Q. What’s next for you if the treatment is approved and becomes publicly available?
A. I haven’t thought about it much. The first thing I would probably do is treat my kids [Melton’s daughter also has diabetes]. And we would have a big party. Then I would think about a way to freeze the cells. For now, we have to administer live cells to the patient. It would be great if a doctor in Spain, for example, has access to frozen cells and can administer them directly to the patient.
Q. Would that make the treatment affordable? It seems like it would be expensive.
A. I’m not an economist, but I imagine the price will be high at first. Considering the large number of patients, the cost will decrease. It’s important to remember that this is a one-time expense, which can be a great value compared to the lifelong use of insulin. And like other advanced technologies, the price will drop over time after it first launches.
Q. Type 2 diabetes is a different disease with a different pharmacological treatment. Can cell replacement somehow benefit people with type 2?
A. Type 2 diabetes is related, but different. The body demands insulin, but cannot adequately respond. One reason may be that these patients do not have enough producer cells. If so, this type of treatment could be used. But I would like to stress that many people with type 2 diabetes can benefit from improving their diet and exercising. Somewhat selfishly, I don’t pay much attention this disease — I’m really focused on type 1. It’s all I think about as soon as I wake up. Just this morning I thought up a new experiment.

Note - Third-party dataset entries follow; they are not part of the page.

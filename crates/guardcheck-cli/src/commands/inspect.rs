// SPDX-License-Identifier: (MIT OR Apache-2.0)
//! Inspection commands: parse, locks.

use std::process;

use colored::Colorize;
use guardcheck_ast::decl::CompilationUnit;
use guardcheck_ast::expr::Expr;
use guardcheck_ast::LineMap;
use guardcheck_diagnostics::{Diagnostic, ToDiagnostic};
use guardcheck_lint::units::collect_units;
use guardcheck_locks::{analyze, AnalysisUnit, HeldLockSet, LockEventListener, LockExpr};
use guardcheck_resolve::{Resolution, SymbolId, SymbolResolver};

use crate::{output, read_source, show_diagnostics, Format};

/// Parse `path`, printing errors and exiting if it does not parse.
fn parse_or_exit(path: &str, source: &str) -> CompilationUnit {
    let parsed = guardcheck_parser::parse_compilation_unit(source);
    if !parsed.is_ok() {
        let diags: Vec<Diagnostic> = parsed.errors.iter().map(|e| e.to_diagnostic()).collect();
        show_diagnostics(&diags, source, path, Format::Human);
        eprintln!("{}", output::parse_failed(diags.len()));
        process::exit(1);
    }
    parsed.unit
}

pub fn cmd_parse(path: &str) {
    let source = read_source(path);
    let unit = parse_or_exit(path, &source);

    if let Some(package) = &unit.package {
        println!("package {}", package);
    }
    for import in &unit.imports {
        println!("import {}", import.path);
    }
    for (i, class) in unit.types.iter().enumerate() {
        println!("{} Type {}: {} {}", "---".dimmed(), i + 1, class.name, "---".dimmed());
        println!("{:#?}", class);
        println!();
    }
    println!("{}", output::parse_ok(unit.types.len()));
}

pub fn cmd_locks(path: &str) {
    let source = read_source(path);
    let unit = parse_or_exit(path, &source);
    let resolution = guardcheck_resolve::resolve(&unit);
    if !resolution.errors.is_empty() {
        let diags: Vec<Diagnostic> = resolution.errors.iter().map(|e| e.to_diagnostic()).collect();
        show_diagnostics(&diags, &source, path, Format::Human);
    }

    let units = collect_units(&unit, &resolution);
    let mut printer = AccessPrinter {
        source: &source,
        lines: LineMap::new(&source),
        accesses: 0,
        unheld: 0,
    };

    for body in &units.bodies {
        println!("{}", output::unit_header(&describe_unit(body, &resolution)));
        analyze(*body, &resolution, &mut printer);
    }

    println!();
    println!(
        "{} guarded accesses, {} without their lock",
        printer.accesses, printer.unheld
    );
}

fn class_name(resolution: &Resolution, class: SymbolId) -> String {
    resolution
        .symbol(class)
        .map(|s| s.name.clone())
        .unwrap_or_else(|| "<unknown>".to_string())
}

fn describe_unit(unit: &AnalysisUnit<'_>, resolution: &Resolution) -> String {
    let class = class_name(resolution, unit.class());
    match unit {
        AnalysisUnit::Method { decl, .. } => format!("{}.{}()", class, decl.name),
        AnalysisUnit::Initializer { .. } => format!("{} initializer", class),
        AnalysisUnit::Lambda { .. } => format!("lambda in {}", class),
    }
}

/// Prints one line per guarded access.
struct AccessPrinter<'s> {
    source: &'s str,
    lines: LineMap,
    accesses: usize,
    unheld: usize,
}

impl LockEventListener for AccessPrinter<'_> {
    fn handle_guarded_access(&mut self, access: &Expr, required: &LockExpr, held: &HeldLockSet) {
        let text = self.source.get(access.span.start..access.span.end).unwrap_or("?");
        let satisfied = held.contains(required);
        self.accesses += 1;
        if !satisfied {
            self.unheld += 1;
        }
        println!(
            "{}",
            output::access_line(
                self.lines.line_col(access.span.start),
                text,
                &required.to_string(),
                &held.to_string(),
                satisfied,
            )
        );
    }
}
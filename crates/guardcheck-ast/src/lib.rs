// SPDX-License-Identifier: (MIT OR Apache-2.0)
//! Abstract Syntax Tree types for the Java subset checked by guardcheck.
//!
//! This crate defines the AST nodes shared between the lexer, parser,
//! resolver, and the held-lock analysis, plus the [`visit::Visitor`]
//! traversal they share.

pub mod span;
pub mod token;
pub mod expr;
pub mod stmt;
pub mod decl;
pub mod visit;

pub use span::{Span, LineMap};

/// Unique identifier for AST nodes.
///
/// Used by semantic analysis passes to track resolution results.
#[derive(Debug, Clone, Copy, PartialEq, Eq, Hash, Default)]
pub struct NodeId(pub u32);

impl NodeId {
    pub const DUMMY: NodeId = NodeId(u32::MAX);
}
// SPDX-License-Identifier: (MIT OR Apache-2.0)
//! Resolution error types.

use guardcheck_ast::Span;
use thiserror::Error;

/// A name resolution error.
///
/// Resolution problems never stop checking; they are reported as warnings.
#[derive(Debug, Clone, Error)]
#[error("{kind}")]
pub struct ResolveError {
    pub kind: ResolveErrorKind,
    pub span: Span,
}

impl ResolveError {
    pub fn duplicate_class(name: String, span: Span, previous: Span) -> Self {
        Self {
            kind: ResolveErrorKind::DuplicateClass { name, previous },
            span,
        }
    }

    pub fn duplicate_field(name: String, span: Span, previous: Span) -> Self {
        Self {
            kind: ResolveErrorKind::DuplicateField { name, previous },
            span,
        }
    }

    pub fn cyclic_inheritance(name: String, span: Span) -> Self {
        Self {
            kind: ResolveErrorKind::CyclicInheritance { name },
            span,
        }
    }
}

/// The kind of resolution error.
#[derive(Debug, Clone, Error)]
pub enum ResolveErrorKind {
    #[error("duplicate class: {name} (previously defined at {previous:?})")]
    DuplicateClass { name: String, previous: Span },

    #[error("duplicate field: {name} (previously defined at {previous:?})")]
    DuplicateField { name: String, previous: Span },

    #[error("cyclic inheritance involving {name}")]
    CyclicInheritance { name: String },
}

Q. Can you tell me what it is?
A. I want to use genetic modification so that cells are not rejected by the immune system. What happens is, our cells tell the body that the transferred cells are foreign and therefore a problem — so we need immunosuppressants to tolerate them. But think about a fetus inside a mother’s body. A fetus has cells from the father, so why doesn’t the mother’s body reject it? It’s an interesting question, and that’s what I was thinking about this morning.
Q. Does your research have implications for the treatment of other diseases?
A. There are several diseases — not many — that have to do with missing cells. The best example is Parkinson’s, when the cells in the central part of the brain that make dopamine fail. If you could convert a stem cell into one that makes dopamine and put it in the brain — which isn’t easy — it could be a cure.
Q. Looking to the more distant future — 30 or 40 years — what do you imagine can be achieved with stem cells?
A. Our body is constantly producing cells that become muscles, skin and blood. That’s why we don’t have a deficit a few weeks after donating blood. By that time, I think we’ll know how to stimulate cells so they regenerate. We take it for granted that aging is inevitable, but perhaps it isn’t. Maybe we can make it to 80 in perfect health thanks to tissue regeneration.
Q. Would this open the door to a type of immortality?
A. Possibly, but that’s not a very interesting goal. I don’t think anyone wants to be immortal. But healthy aging is a realistic goal. Anyone who has watched a parent or grandparent age knows how brutal the end of life can be.